David Lammy, the Justice Secretary, has agreed to pay £7,500 in compensation and foot a £234,000 legal bill for Fuad Awale, a convicted double murderer, after a judge ruled that his treatment in jail breached his human rights.
Awale was transferred to a special separation unit for the country’s most dangerous prisoners after he and another inmate ambushed the prison officer and threatened to kill him unless Britain released Qatada.
He claimed this segregation – designed to prevent him harming officers and radicalising other inmates – had breached his right to a private life under Article 8 of the European Convention on Human Rights (ECHR).
Awale claimed that he had suffered “severe depression” as a result of being denied contact with other inmates.
The court was told he had asked to associate with one of the Islamist extremist killers of Fusilier Lee Rigby but was denied the request owing to “counter-terrorism concerns”.

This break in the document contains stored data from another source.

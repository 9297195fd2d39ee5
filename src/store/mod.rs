//! View store: durable, atomically replaced record collections.
//!
//! A [`ViewStore`] keeps one JSON document per [`Collection`]. Every write
//! replaces whole collections, and a single [`ViewStore::commit`] may
//! replace several at once: after a crash a later `load` sees either
//! every collection of the batch at its new version or every one at its
//! old version.
//!
//! [`Views`] layers typed access and I/O timeouts on top of a store.
//! Backends: [`FileViewStore`] (default), [`PostgresViewStore`], and
//! [`InMemoryViewStore`] for tests.

pub mod file;
pub mod memory;
pub mod postgres;
pub mod views;

use std::fmt;

use serde::{Deserialize, Serialize};

pub use file::FileViewStore;
pub use memory::InMemoryViewStore;
pub use postgres::{PostgresSettings, PostgresViewStore};
pub use views::{ViewBatch, Views};

/// Named record collections.
#[derive(Debug, Clone, Copy, PartialEq, Eq, Hash, PartialOrd, Ord, Serialize, Deserialize)]
#[serde(rename_all = "snake_case")]
pub enum Collection {
    /// Pair registry.
    Pairs,
    /// Swap history.
    Swaps,
    /// Ad-slot request log.
    Requests,
}

impl Collection {
    /// All collections, in lock acquisition order.
    pub const ALL: [Self; 3] = [Self::Pairs, Self::Swaps, Self::Requests];

    /// Stable storage name.
    #[must_use]
    pub const fn name(&self) -> &'static str {
        match self {
            Self::Pairs => "pairs",
            Self::Swaps => "swaps",
            Self::Requests => "requests",
        }
    }
}

impl fmt::Display for Collection {
    fn fmt(&self, f: &mut fmt::Formatter<'_>) -> fmt::Result {
        f.write_str(self.name())
    }
}

/// View store failure.
#[derive(Debug, Clone, PartialEq, Eq, thiserror::Error)]
pub enum StoreError {
    /// Underlying I/O failed; the operation may succeed if retried.
    #[error("store i/o error: {0}")]
    Io(String),

    /// The operation did not complete within the configured timeout.
    #[error("store operation timed out: {0}")]
    Timeout(String),

    /// Database backend failure.
    #[error("store backend error: {0}")]
    Backend(String),

    /// A collection's durable representation cannot be decoded.
    #[error("collection {collection} is corrupt: {reason}")]
    Corrupt {
        /// The affected collection.
        collection: Collection,
        /// Decoder message.
        reason: String,
    },

    /// The store's manifest cannot be decoded, so no collection is
    /// reachable. Raised when opening a store.
    #[error("store manifest is corrupt: {0}")]
    CorruptManifest(String),
}

impl StoreError {
    /// Returns `true` for failures worth retrying.
    #[must_use]
    pub const fn is_transient(&self) -> bool {
        !matches!(self, Self::Corrupt { .. } | Self::CorruptManifest(_))
    }
}

impl From<std::io::Error> for StoreError {
    fn from(err: std::io::Error) -> Self {
        Self::Io(err.to_string())
    }
}

impl From<sqlx::Error> for StoreError {
    fn from(err: sqlx::Error) -> Self {
        Self::Backend(err.to_string())
    }
}

/// Durable storage of whole collections.
///
/// Implementations must make [`commit`](Self::commit) all-or-nothing
/// across every collection in the batch.
#[async_trait::async_trait]
pub trait ViewStore: Send + Sync + fmt::Debug {
    /// Loads a collection document, or `None` if it was never written.
    ///
    /// # Errors
    ///
    /// Returns [`StoreError::Corrupt`] if the stored bytes are not valid
    /// JSON, or a transient error on I/O failure.
    async fn load(&self, collection: Collection) -> Result<Option<serde_json::Value>, StoreError>;

    /// Atomically replaces every collection in `batch`.
    ///
    /// # Errors
    ///
    /// Returns a [`StoreError`] if the batch could not be made durable;
    /// the previous versions stay in place.
    async fn commit(&self, batch: Vec<(Collection, serde_json::Value)>) -> Result<(), StoreError>;

    /// Replaces a single collection.
    ///
    /// # Errors
    ///
    /// See [`commit`](Self::commit).
    async fn store(
        &self,
        collection: Collection,
        document: serde_json::Value,
    ) -> Result<(), StoreError> {
        self.commit(vec![(collection, document)]).await
    }
}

Those silly counter-terrorism concerns.
The High Court ruled in Awale’s favour, with a judge saying: “The degree of interference with the claimant’s private life which has resulted from his removal from association has been of some significance and duration.”
Robert Jenrick, the shadow justice secretary, warned that the Awale judgment could open the floodgates to similar legal actions by extremists and put the safety of prison officers at risk if dangerous offenders could not be safely segregated.
“It’s a sick joke that taxpayers are handing this man £7,500 in compensation and footing a legal bill of over £230,000. This is a double murderer and extremist who took a prison officer hostage,” he said.
So why was this Awale in prison?
Awale is serving a life sentence for shooting two men in the head in 2011 in what a judge described as a planned “execution”.
Aged 25, he was sentenced to a minimum of 38 years prison in January 2013 after killing Mohammed Abdi Farah, 19, and Amin Ahmed Ismail, 18, in an alleyway in Milton Keynes over a drugs dispute.